Matters:
The company released its 2024 mid-year report. 2024H1 achieved revenue of 35.34 billion yuan, up 10.1% year on year; net profit to mother was 1.83 billion yuan, down 15.9% year on year, and plans to pay an interim dividend of RMB 0.173 per share.
Ping An's point of view:
There was no increase in H1 revenue, and the dividend ratio remained stable: the increase in revenue and profit of the 2024H1 company was mainly due to a decline in gross margin (4.1pct year-on-year decline) and a decline in the share of settlement equity; the dividend ratio was 40% of core net profit, which remained stable, and emphasis was placed on shareholder returns. The company can sell goods worth about 270 billion yuan in 2024. Under industry adjustments, the company's management actively optimizes operations, and is still actively seeking to achieve sales targets for the whole year without changing its original intentions.
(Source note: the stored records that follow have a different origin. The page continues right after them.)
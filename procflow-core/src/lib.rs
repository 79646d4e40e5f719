//! procflow-core — a durable business-process execution engine.
//!
//! Walks an immutable definition graph token-by-token, forking and joining
//! concurrent branches, committing state atomically at every wait point,
//! and resuming asynchronously through a durable, lock-based job scheduler
//! with retries and dead-lettering.
//!
//! The pieces, leaf-first: [`definition`] (the read-only graph),
//! [`execution`] (the per-instance tree of tokens and variable scopes),
//! [`interpreter`] (the operation queue), [`command`] (the transaction
//! boundary), [`job`] + [`scheduler`] (deferred work), [`store`] (pluggable
//! persistence), and [`engine`] (the command API everything enters
//! through).

pub mod command;
pub mod config;
pub mod definition;
pub mod engine;
pub mod error;
pub mod events;
pub mod execution;
pub mod interpreter;
pub mod job;
pub mod listener;
pub mod scheduler;
pub mod store;
pub mod store_memory;

pub use config::EngineConfig;
pub use definition::{
    Condition, DefinitionBuilder, NodeKind, ProcessDefinition, RepeatSpec, TimerSpec,
};
pub use engine::{Engine, JobRun};
pub use error::{BehaviorError, EngineError};
pub use execution::{Execution, InstanceState, InstanceStatus, Variable};
pub use job::{Job, JobKind};
pub use listener::{
    ExecutionInfo, ExecutionListener, ListenerEvent, ScopeVars, ServiceTaskHandler,
};
pub use scheduler::{spawn_workers, JobScheduler};
pub use store::EngineStore;
pub use store_memory::MemoryStore;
Diversified storage models replenish positions, and the financial situation is stable and secure. 2024H1 maintained its investment strength of “fixed investment through marketing”, adding 12 parcels of land, with a total construction area of 1.72 million square meters, adding 88% of the land storage in first-tier and key second-tier provincial capitals, accounting for 66% of the diversified channel increase. Among them, the Pazhou South TOD Phase II project in Guangzhou added a land reserve of about 0.14 million square meters. The project achieved the first batch of land supply; as of 2024H1, the company's total land reserve is about 25.03 million square meters, and 94% is located in the first tier and key two key two Online cities account for about 51% of the increase in savings through diversified channels. The company's “three red lines” remained “green”. The average borrowing cost at the end of the period fell to 3.57%, and the average financing cost at the end of the period fell to 3.47%; flexible use of dim sum bonds to reduce overseas financing costs. 2024H1 issued overseas RMB dim sum bonds of 2.39 billion yuan, with a weighted average interest rate of 4.07%.
Investment advice: The company is a local state-owned enterprise in the Greater Bay Area, seeking steady progress during the downturn of the industry. The financing advantage combined with diversified expansion models helped break through countercyclical land acquisition efforts, and is expected to further expand its market share in the industry reshuffle; we maintain the company's 2024-2026 EPS forecast of 0.79 yuan, 0.82 yuan, and 0.86 yuan respectively. The current stock price (as of August 28, 2024) corresponds to PE at 4.4 times, 4.3 times, and 4.1 times, respectively, maintaining the “recommended” rating.
Risk warning: 1) There is a risk that the company's gross margin will decline; 2) There is a risk that land acquisition efforts fall short of expectations: if subsequent land auction rules are adjusted or the market fluctuates, the company may be prevented from expanding land storage, which will also limit future sales scale growth; 3) Policy improvements fall short of expectations, and the recovery of the property market falls short of expectations.